The lead sentence frames as if Apple Search Ads are a category of advertising for Apple. In fact, for now, that’s the totality of advertising you can buy from Apple. So this “surge” or transfer is in app discovery.
That ties with the today motivation:
“I think the revenue piece [of the ad market] is less important to Apple than just breaking up Facebook’s total ownership of distribution on mobile,” Seufert said. He pointed out that, for a long time, Facebook dominated the market in driving app installs. One report earlier this year found that about three-quarters of those marketing a mobile app rely on Meta’s ad-tech tools to do so.
Arguably, this could be about gacha gaming, driving “free” games into Facebook feeds to siphon dollars from Facebook moms and Facebook bro “whales” — the Zynga business model — and other “free” apps and games into Facebook feeds to show even more ads to idle clickers. Like this:
https://www.reddit.com/r/dogemarket/comments/4s2x9x/generate...
“Ads are a revenue opportunity, but, more importantly, they’re a discovery mechanic,” Seufert went on. “And suddenly Facebook was determining which apps got downloaded, not Apple. My sense with all this is that they care about the revenue, but I don’t think that was the primary driver. I think it was about the power.”

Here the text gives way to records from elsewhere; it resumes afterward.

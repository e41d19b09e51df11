// =============================================================================
// REST API Endpoints — Axum 0.7
// =============================================================================
//
// Public, read-only endpoints:
//   GET /                                  — liveness text
//   GET /api/v1/health                     — JSON health
//   GET /api/v1/stocks/:symbol             — enriched records, newest first
//   GET /api/v1/stocks/:symbol/valid       — symbol-validity probe
//   GET /api/v1/stocks/:symbol/download    — transposed CSV attachment
//
// `?range=` overrides the configured default query range on both stock
// endpoints. CORS is configured permissively for development.
// =============================================================================

use std::sync::Arc;

use axum::{
    extract::{Path, Query, State},
    http::{header, StatusCode},
    response::IntoResponse,
    routing::get,
    Json, Router,
};
use serde::{Deserialize, Serialize};
use tower_http::cors::{Any, CorsLayer};
use tracing::{info, warn};

use crate::app_state::AppState;
use crate::config::VALID_RANGES;
use crate::csv_export::{to_csv, to_csv_reversed};
use crate::pipeline::{assemble::StockRecord, process_stock_data};

/// Filename offered for CSV downloads.
const CSV_DOWNLOAD_NAME: &str = "stock-data.csv";

// =============================================================================
// Router construction
// =============================================================================

/// Build the full REST router with CORS middleware and shared state.
pub fn router(state: Arc<AppState>) -> Router {
    let cors = CorsLayer::new()
        .allow_origin(Any)
        .allow_methods(Any)
        .allow_headers(Any);

    Router::new()
        .route("/", get(root))
        .route("/api/v1/health", get(health))
        .route("/api/v1/stocks/:symbol", get(get_stock))
        .route("/api/v1/stocks/:symbol/valid", get(validate_stock))
        .route("/api/v1/stocks/:symbol/download", get(download_stock))
        .layer(cors)
        .with_state(state)
}

// =============================================================================
// Liveness & health
// =============================================================================

async fn root() -> &'static str {
    "Stock report app is running."
}

#[derive(Serialize)]
struct HealthResponse {
    status: &'static str,
    server_time: i64,
}

async fn health() -> impl IntoResponse {
    Json(HealthResponse {
        status: "ok",
        server_time: chrono::Utc::now().timestamp_millis(),
    })
}

// =============================================================================
// Stock report endpoints
// =============================================================================

#[derive(Deserialize)]
struct StockQuery {
    #[serde(default)]
    range: Option<String>,
    /// Download only: emit each CSV row's values newest-first.
    #[serde(default)]
    reversed: bool,
}

type ApiError = (StatusCode, Json<serde_json::Value>);

fn bad_request(message: String) -> ApiError {
    (
        StatusCode::BAD_REQUEST,
        Json(serde_json::json!({ "error": message })),
    )
}

/// Resolve the effective range: query parameter if present and valid,
/// otherwise the configured default.
fn resolve_range(state: &AppState, query: &StockQuery) -> Result<String, ApiError> {
    match &query.range {
        Some(r) if VALID_RANGES.contains(&r.as_str()) => Ok(r.clone()),
        Some(r) => Err(bad_request(format!(
            "invalid range '{r}'; expected one of {VALID_RANGES:?}"
        ))),
        None => Ok(state.config.stock_range.clone()),
    }
}

/// Fetch, repair, and enrich one ticker's daily series.
async fn build_report(
    state: &AppState,
    symbol: &str,
    range: &str,
) -> Result<Vec<StockRecord>, ApiError> {
    let series = state.yahoo.fetch_daily(symbol, range).await.map_err(|e| {
        warn!(symbol = %symbol, error = %e, "stock fetch failed");
        (
            StatusCode::BAD_GATEWAY,
            Json(serde_json::json!({
                "error": format!("stock data for {symbol} is unavailable, try again later"),
            })),
        )
    })?;

    process_stock_data(
        symbol,
        &series.timestamps,
        &series.closing_prices,
        &series.volumes,
    )
    .map_err(|e| {
        warn!(symbol = %symbol, error = %e, "pipeline rejected series");
        (
            StatusCode::UNPROCESSABLE_ENTITY,
            Json(serde_json::json!({ "error": e.to_string() })),
        )
    })
}

/// `GET /api/v1/stocks/:symbol` — JSON records sorted by id descending so
/// the most recent trading day comes first.
async fn get_stock(
    State(state): State<Arc<AppState>>,
    Path(symbol): Path<String>,
    Query(query): Query<StockQuery>,
) -> Result<impl IntoResponse, ApiError> {
    let range = resolve_range(&state, &query)?;
    let mut records = build_report(&state, &symbol, &range).await?;
    records.sort_by(|a, b| b.id.cmp(&a.id));

    info!(symbol = %symbol, range = %range, days = records.len(), "stock report served");
    Ok(Json(serde_json::json!({ "status": 200, "data": records })))
}

/// `GET /api/v1/stocks/:symbol/valid` — lightweight probe reporting whether
/// the symbol resolves to a non-empty chart. Advisory only: the report
/// endpoints never gate on it.
async fn validate_stock(
    State(state): State<Arc<AppState>>,
    Path(symbol): Path<String>,
) -> impl IntoResponse {
    let valid = state.yahoo.is_symbol_valid(&symbol).await;
    info!(symbol = %symbol, valid, "symbol validity probe");
    Json(serde_json::json!({ "stockSymbol": symbol, "valid": valid }))
}

/// `GET /api/v1/stocks/:symbol/download` — the same report rendered as a
/// transposed CSV attachment, built in memory (no temp file on disk).
async fn download_stock(
    State(state): State<Arc<AppState>>,
    Path(symbol): Path<String>,
    Query(query): Query<StockQuery>,
) -> Result<impl IntoResponse, ApiError> {
    let range = resolve_range(&state, &query)?;
    let records = build_report(&state, &symbol, &range).await?;
    let csv = if query.reversed {
        to_csv_reversed(&records)
    } else {
        to_csv(&records)
    };

    info!(symbol = %symbol, range = %range, bytes = csv.len(), "CSV download served");
    Ok((
        [
            (header::CONTENT_TYPE, "text/csv; charset=utf-8".to_string()),
            (
                header::CONTENT_DISPOSITION,
                format!("attachment; filename=\"{CSV_DOWNLOAD_NAME}\""),
            ),
        ],
        csv,
    ))
}

// =============================================================================
// Unit Tests
// =============================================================================
#[cfg(test)]
mod tests {
    use super::*;
    use crate::config::AppConfig;

    fn state_with_range(range: &str) -> AppState {
        let mut config = AppConfig::default();
        config.stock_range = range.to_string();
        AppState::new(config)
    }

    #[test]
    fn resolve_range_prefers_valid_query() {
        let state = state_with_range("1y");
        let query = StockQuery {
            range: Some("1mo".to_string()),
            reversed: false,
        };
        assert_eq!(resolve_range(&state, &query).unwrap(), "1mo");
    }

    #[test]
    fn resolve_range_falls_back_to_config() {
        let state = state_with_range("6mo");
        let query = StockQuery {
            range: None,
            reversed: false,
        };
        assert_eq!(resolve_range(&state, &query).unwrap(), "6mo");
    }

    #[test]
    fn resolve_range_rejects_unknown_token() {
        let state = state_with_range("1y");
        let query = StockQuery {
            range: Some("2w".to_string()),
            reversed: false,
        };
        let (status, _) = resolve_range(&state, &query).unwrap_err();
        assert_eq!(status, StatusCode::BAD_REQUEST);
    }
}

This is Apple, so think about “power” as “protect” the consumer aka protect the brand.
Discovery is a nice word for persuade the user to try it just once… and get them to buy in app or click ads forever.
If you frame the ad revenue being decimated as the skim from a Facebook sized slot machine, and the small businesses as folks like that Reddit post, it sounds less heroic to defend.
So what’s Apple up to? Do they want that kind of revenue? How does that work for their brand halo?
Arguably, Apple’s medium term goal — along with short term goal of regaining control of discovery — could be to build a fishing pole to catch the legitimate small business fish caught up in the anti-IAP-exploitation trawler.
Perhaps that’s what’s behind these hires.
Consider the “spikes” in ad cost the article refers to, and think about time people had for games and clickers in the pandemic. Whatever percentage of “app discovery” advertisers aren’t driving ad spend with gambling or addiction revenue, might be better served by a market that screened those out, so the ad cost was not artificially inflated.
Screen app genre and quality (which Apple has a system for already, however imperfect) to take 50% - 75% of the revenue driver out from the ad spend, the prices go down, and small business can now afford ads for quality app discovery.
Apple doesn’t need an advertising business, they need a trusted app platform. This could be a path to course correcting a problem that got literally out of their hands for too long.
In the long run, though, most of my non-tech friends say they actually like relevant ads, particularly the “if this, then that” variety.
If Apple fixes app discovery and builds that into an ethical “acceptable ad discovery” offering with consumer-friendly off switches, they could be imagining it’s a win win win for all three sides of the market: them, legit small advertisers, and these casual consumers.